Valor Econômico
28/02/2020

Por Marcelle Gutierrez e Ana Carolina Neira

Os mercados acionários seguem pressionados no Brasil e pelo mundo pela onda de aversão ao risco provocada pela disseminação do coronavírus (Covid-19) e incertezas sobre seus efeitos econômicos. O Ibovespa teve nova queda ontem de 2,59%, após já ter recuado 7,00% na quarta-feira

Mesmo com os mercados acionários pressionados, com dois pregões consecutivos de fortes quedas, os grandes investidores se mantêm posicionados em bolsa. Com taxas de juros baixas e perspectiva de crescimento da economia e dos lucros das empresas, os gestores de fundos aproveitaram para trocar alguns papéis da carteira e até comprar mais.

O Ibovespa registrou nova queda ontem de 2,59%, após já ter recuado 7% na quarta-feira. No fechamento, ficou na mínima de 102.984 pontos. Em termos de valor de mercado, as empresas que compõem o índice perderam aproximadamente R$ 356 bilhões em dois dias, segundo levantamento do Valor Data. O montante equivale a uma Petrobras, com valor de mercado de R$ 341,4 bilhões.

Na máxima do dia, o Ibovespa chegou a subir 0,89%, aos 106.656 pontos, suportado pelas ações de bancos, mas voltou para o negativo com a piora nos mercados nos Estados Unidos.
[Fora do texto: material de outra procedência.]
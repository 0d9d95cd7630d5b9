use image::DynamicImage;
use serde::{Deserialize, Serialize};

/// Integer point on a contour boundary
#[derive(Debug, Clone, Copy, PartialEq, Eq, Serialize, Deserialize)]
pub struct Point {
    pub x: i32,
    pub y: i32,
}

impl Point {
    pub fn new(x: i32, y: i32) -> Self {
        Self { x, y }
    }
}

/// Bounding box in the original image
#[derive(Debug, Clone, Copy, PartialEq, Eq, Serialize, Deserialize)]
pub struct BoundingBox {
    pub x: u32,
    pub y: u32,
    pub width: u32,
    pub height: u32,
}

/// Closed boundary of a detected region, in discovery order
#[derive(Debug, Clone, PartialEq, Serialize, Deserialize)]
pub struct Contour {
    pub points: Vec<Point>,
}

impl Contour {
    pub fn new(points: Vec<Point>) -> Self {
        Self { points }
    }

    /// Enclosed polygon area (shoelace formula), never negative
    pub fn area(&self) -> f64 {
        let n = self.points.len();
        if n < 3 {
            return 0.0;
        }

        let mut twice_area: i64 = 0;
        for i in 0..n {
            let p = self.points[i];
            let q = self.points[(i + 1) % n];
            twice_area += p.x as i64 * q.y as i64 - q.x as i64 * p.y as i64;
        }

        (twice_area as f64 / 2.0).abs()
    }

    /// Smallest upright rectangle containing every point
    pub fn bounding_box(&self) -> BoundingBox {
        let Some(first) = self.points.first() else {
            return BoundingBox { x: 0, y: 0, width: 0, height: 0 };
        };

        let (mut min_x, mut min_y, mut max_x, mut max_y) = (first.x, first.y, first.x, first.y);
        for p in &self.points[1..] {
            min_x = min_x.min(p.x);
            min_y = min_y.min(p.y);
            max_x = max_x.max(p.x);
            max_y = max_y.max(p.y);
        }

        BoundingBox {
            x: min_x.max(0) as u32,
            y: min_y.max(0) as u32,
            width: (max_x - min_x + 1) as u32,
            height: (max_y - min_y + 1) as u32,
        }
    }

    /// Crop the contour's bounding box out of the original image
    pub fn extract_roi(&self, img: &DynamicImage) -> Option<DynamicImage> {
        let bbox = self.bounding_box();
        if bbox.x >= img.width() || bbox.y >= img.height() {
            return None;
        }

        let width = bbox.width.min(img.width() - bbox.x);
        let height = bbox.height.min(img.height() - bbox.y);
        if width == 0 || height == 0 {
            return None;
        }

        Some(img.crop_imm(bbox.x, bbox.y, width, height))
    }

    pub fn len(&self) -> usize {
        self.points.len()
    }

    pub fn is_empty(&self) -> bool {
        self.points.is_empty()
    }
}

/// Which reference patch a template depicts
#[derive(Debug, Clone, Copy, PartialEq, Eq, Hash, PartialOrd, Ord, Serialize, Deserialize)]
#[serde(rename_all = "lowercase")]
pub enum PatchKind {
    Color,
    Gray,
}

impl PatchKind {
    pub fn name(&self) -> &'static str {
        match self {
            PatchKind::Color => "color",
            PatchKind::Gray => "gray",
        }
    }
}

impl std::fmt::Display for PatchKind {
    fn fmt(&self, f: &mut std::fmt::Formatter<'_>) -> std::fmt::Result {
        f.write_str(self.name())
    }
}

/// Template orientation; declaration order is catalog order
#[derive(Debug, Clone, Copy, PartialEq, Eq, Hash, PartialOrd, Ord, Serialize, Deserialize)]
#[serde(rename_all = "lowercase")]
pub enum Orientation {
    Upright,
    Neg90,
    Neg180,
    Pos90,
}

impl Orientation {
    pub const ALL: [Orientation; 4] = [
        Orientation::Upright,
        Orientation::Neg90,
        Orientation::Neg180,
        Orientation::Pos90,
    ];

    pub fn name(&self) -> &'static str {
        match self {
            Orientation::Upright => "upright",
            Orientation::Neg90 => "neg90",
            Orientation::Neg180 => "neg180",
            Orientation::Pos90 => "pos90",
        }
    }
}

impl std::fmt::Display for Orientation {
    fn fmt(&self, f: &mut std::fmt::Formatter<'_>) -> std::fmt::Result {
        f.write_str(self.name())
    }
}

/// A contour whose fingerprint came within the match threshold of a template
#[derive(Debug, Clone, Copy, PartialEq, Eq, Serialize, Deserialize)]
pub struct MatchResult {
    pub contour_index: usize,
    pub kind: PatchKind,
    pub orientation: Orientation,
    pub distance: u32,
}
Em Nova York, tanto o Dow Jones quanto o S&P 500 caíram 4,42%, cada. O Nasdaq recuou 4,61%. Por lá, os mercados pesaram após a confirmação de 33 novos casos positivos de coronavírus na Califórnia. No Brasil, os casos suspeitos subiram de 20 para 132, com um confirmado.

“Em um movimento desses de forte deslocamento de preços, os gestores normalmente fazem rotação de portfólio, migrando de setores mais arriscados para mais defensivos”, conta Alexandre Hishi, responsável pela gestão de investimentos da Azimut Brasil Wealth Management.

Isso explica o comportamento de muitos fundos nos últimos dias, que optaram por sair de papéis mais expostos aos efeitos do coronavírus, caso das empresas de commodities e do setor aéreo, e comprar ações consideradas de mais qualidade, como bancos. O volume há 3 horas financeiro do Ibovespa ontem mostra essa movimentação forte, de R$ 29,8 bilhões, bem acima da média diária de 2020, de R$ 17,7 bilhões em 2020.

E as principais negociações foram exatamente de papéis apontados pelos profissionais. As ações preferenciais (PN) da Petrobras caíram 3,47% e o giro somou R$ 2,57 bilhões. Na sequência aparecem Itaú Unibanco PN, com uma alta de 0,06% (R$ 1,93 bilhão), os papéis ordinários (ON) da Vale que caíram 1,94%, com volume de R$ 1,89 bilhão, e Banco do Brasil ON, em alta de 1,24% (R$ 1,46 bilhão).

A economista-chefe da Azimut Brasil Wealth Management, Helena Veronese, reforça que neste momento não há clareza da dimensão do impacto do coronavírus para a economia real. “Não dá para dizer que o cenário mudou. Com certeza terá impacto, mas é muito prematuro dizer que vai mudar a tendência para a bolsa.”

Segundo ela, a aversão ao risco está muito maior do que o previsto e não é possível precisar o tempo de duração. “O comportamento da bolsa vai depender da evolução da doença”, diz. Para ela, o pano de fundo não foi alterado, com perspectiva positiva para Brasil e crescimento do Produto Interno Bruto (PIB) entre 1,5% e 2% em 2020.

A gestora de investimentos do Aberdeen Standard Investments, Brunella Isper, corrobora que o cenário continua positivo para o Brasil, mesmo com crescimento aquém do esperado, e que a disseminação do coronavírus terá impacto na expansão do lucro das empresas caso a caso. “As mineradoras de fato serão impactadas pelo preço do minério de ferro e Petrobras com petróleo.”

Diante da visão ainda positiva para economia doméstica, a gestora revela que o Aberdeen está aproveitando para comprar. “A gente acredita que no momento em que os investidores de curto prazo estão vendendo é a nossa chance de comprar Brasil mais barato.”

Alexandre Sant’Anna, gestor de renda variável da ARX Investimentos, também acredita que este não é o momento para sair do mercado de ações. “Buscamos fazer alocação relativa, indo para setores mais blindados contra o avanço da doença e que tenham tido quedas fortes”, explica. Ele cita os setores de seguros, varejo e elétrico como boas preferências da casa, diante da boa perspectiva para a economia interna.